Cloudflare is orders of magnitude larger than any fintech. Rollouts likely take much longer, and having a human monitoring a dashboard doesn't scale.

9 comments

dehrmann

notepad0x90 2 months ago

That means they engineered their systems incorrectly then? Precisely because they are much bigger, they should be more resilient. You know who's bigger than Cloudflare? tier-1 ISPs, if they had an outage the whole internet would know about it, and they do have outages except they don't cascade into a global mess like this.

Just speculating based on my experience: It's more likely than not that they likely refused to invest in fail-safe architectures for cost reasons. Control-plane and data-plane should be separate, a react patch shouldn't affect traffic forwarding.

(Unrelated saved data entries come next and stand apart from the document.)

//! Package container format.
//!
//! A package is a single file `<name>-v<version>`: ordered `key:value`
//! header lines followed by the raw payload bytes, unterminated.
//!
//! ```text
//! version:1.0
//! name:2048
//! users:drew ben lou hunter
//! public_key:<base64 DER>        (mode-dependent, may be absent)
//! <payload>
//! ```

use std::fs::File;
use std::io::{BufRead, BufReader, Read, Write};
use std::path::Path;

use crate::manifest::ManifestEntry;
use crate::ProvisionError;

/// Parsed header of a built package.
#[derive(Debug, Clone, PartialEq, Eq)]
pub struct PackageHeader {
    pub version: String,
    pub name: String,
    pub users: Vec<String>,
    pub public_key: Option<String>,
}

impl PackageHeader {
    /// Membership check; the authorization list is a set on the read side.
    pub fn authorizes(&self, user: &str) -> bool {
        self.users.iter().any(|u| u == user)
    }
}

/// Output file name for an entry: `<name>-v<version>`.
pub fn package_file_name(entry: &ManifestEntry) -> String {
    format!("{}-v{}", entry.name, entry.version)
}

/// Write the container: header lines in fixed order, then the source
/// binary copied in `chunk_size` blocks so memory use is independent of
/// the artifact size. Returns the number of payload bytes copied.
///
/// Open and write failures are fatal for this entry only; open handles are
/// closed on the early-return path by drop.
pub fn build_package(
    entry: &ManifestEntry,
    source_path: &Path,
    dest_path: &Path,
    chunk_size: usize,
    public_key_b64: Option<&str>,
) -> Result<u64, ProvisionError> {
    let mut source = File::open(source_path).map_err(|e| ProvisionError::ArtifactIo {
        path: source_path.to_path_buf(),
        source: e,
    })?;
    let mut dest = File::create(dest_path).map_err(|e| ProvisionError::ArtifactIo {
        path: dest_path.to_path_buf(),
        source: e,
    })?;

    let mut header = String::new();
    header.push_str(&format!("version:{}\n", entry.version));
    header.push_str(&format!("name:{}\n", entry.name));
    header.push_str(&format!("users:{}\n", entry.users.join(" ")));
    if let Some(key) = public_key_b64 {
        header.push_str(&format!("public_key:{key}\n"));
    }
    dest.write_all(header.as_bytes())
        .map_err(|e| ProvisionError::ArtifactIo {
            path: dest_path.to_path_buf(),
            source: e,
        })?;

    let mut copied = 0u64;
    let mut buf = vec![0u8; chunk_size.max(1)];
    loop {
        let n = source.read(&mut buf).map_err(|e| ProvisionError::ArtifactIo {
            path: source_path.to_path_buf(),
            source: e,
        })?;
        if n == 0 {
            break;
        }
        dest.write_all(&buf[..n])
            .map_err(|e| ProvisionError::ArtifactIo {
                path: dest_path.to_path_buf(),
                source: e,
            })?;
        copied += n as u64;
    }
    Ok(copied)
}

/// Parse the header lines back out of a package file.
///
/// Returns the header and the byte offset at which the payload begins.
/// Header write order is fixed; `users` membership is order-insensitive on
/// the read side. A payload whose first bytes happen to spell a
/// `public_key:` line is indistinguishable from the embedded-key variant;
/// the provisioning mode disambiguates for callers that care.
pub fn read_package_header(path: &Path) -> Result<(PackageHeader, u64), ProvisionError> {
    let file = File::open(path).map_err(|e| ProvisionError::ArtifactIo {
        path: path.to_path_buf(),
        source: e,
    })?;
    let mut reader = BufReader::new(file);
    let mut offset = 0u64;

    let version = expect_header_line(&mut reader, path, "version", &mut offset)?;
    let name = expect_header_line(&mut reader, path, "name", &mut offset)?;
    let users_value = expect_header_line(&mut reader, path, "users", &mut offset)?;
    let users: Vec<String> = users_value
        .split(' ')
        .filter(|u| !u.is_empty())
        .map(str::to_string)
        .collect();
    if users.is_empty() {
        return Err(ProvisionError::PackageFormat {
            path: path.to_path_buf(),
            reason: "users header line is empty".to_string(),
        });
    }

    let mut line = Vec::new();
    let n = reader
        .read_until(b'\n', &mut line)
        .map_err(|e| ProvisionError::ArtifactIo {
            path: path.to_path_buf(),
            source: e,
        })?;
    let mut public_key = None;
    let mut payload_offset = offset;
    if n > 0 && line.starts_with(b"public_key:") && line.ends_with(b"\n") {
        let value = &line["public_key:".len()..line.len() - 1];
        let value = std::str::from_utf8(value).map_err(|_| ProvisionError::PackageFormat {
            path: path.to_path_buf(),
            reason: "public_key header line is not UTF-8".to_string(),
        })?;
        public_key = Some(value.to_string());
        payload_offset += n as u64;
    }

    Ok((
        PackageHeader {
            version,
            name,
            users,
            public_key,
        },
        payload_offset,
    ))
}

fn expect_header_line(
    reader: &mut BufReader<File>,
    path: &Path,
    key: &str,
    offset: &mut u64,
) -> Result<String, ProvisionError> {
    let mut line = Vec::new();
    let n = reader
        .read_until(b'\n', &mut line)
        .map_err(|e| ProvisionError::ArtifactIo {
            path: path.to_path_buf(),
            source: e,
        })?;
    let malformed = |reason: String| ProvisionError::PackageFormat {
        path: path.to_path_buf(),
        reason,
    };
    if n == 0 || !line.ends_with(b"\n") {
        return Err(malformed(format!("missing {key} header line")));
    }
    let text = std::str::from_utf8(&line[..line.len() - 1])
        .map_err(|_| malformed(format!("{key} header line is not UTF-8")))?;
    let (found_key, value) = text
        .split_once(':')
        .ok_or_else(|| malformed(format!("missing {key} header line")))?;
    if found_key != key {
        return Err(malformed(format!(
            "expected {key} header line, found {found_key}"
        )));
    }
    *offset += n as u64;
    Ok(value.to_string())
}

Forget manual rollbacks, there should be automated reversion to a known working state.

vlovich123 2 months ago
> Control-plane and data-plane should be separate
They are separate.
> a react patch shouldn't affect traffic forwarding.
If you can’t even bother to read the blog post maybe you shouldn’t be so confident in your own analysis of what should and shouldn’t have happened?
This was a configuration change to change the buffered size of a body from 256kb to 1mib.
The ability to be so wrong in so few words with such confidence is impressive but you may want to take more of a curiosity first approach rather than reaction first.
- notepad0x90 2 months ago
  
  You really should take some of your pill.
  > Instead, it was triggered by changes being made to our body parsing logic while attempting to detect and mitigate an industry-wide vulnerability disclosed this week in React Server Components.
  > Unfortunately, in our FL1 version of our proxy, under certain circumstances, the second change of turning off our WAF rule testing tool caused an error state that resulted in 500 HTTP error codes to be served from our network.
  The body parsing logic is in react or nextjs, that's my takeaway, is it that incorrect? and the WAF rule testing tool (control plane) was interdependent with the WAF's body parsing logic, is that also incorrect?
  > This was a configuration change to change the buffered size of a body from 256kb to 1mib.
  Yes, and if it was resilient,the body parsing is done on a discrete forwarding plane. Any config changes should be auto-tested for forwarding failures by the separate control plane and auto-revered when there are errors. If the waf rule testing tool was part of that test then it being down shouldn't have affected data-plane because it would be a separate system.
  data/control plane separate means the run time of the two and any dependencies they have are separate. It isn't cheap to do this right, that's why I speculated (I made clear i was speculating) that it was because they wanted to save costs.
  > The ability to be so wrong in so few words with such confidence is impressive but you may want to take more of a curiosity first approach rather than reaction first.
  Please tone down the rage a bit and leave room for some discussion. You should take your own pill and be curious about what I meant instead of taking a rage-first approach.
  
  4 replies →

cowsandmilk 2 months ago

> Rollouts likely take much longer

Cloudflare’s own post says the configuration change that resulted in the outage rolled out in seconds.

paradite 2 months ago

The blog post said the rollout of the config change took 1 minute.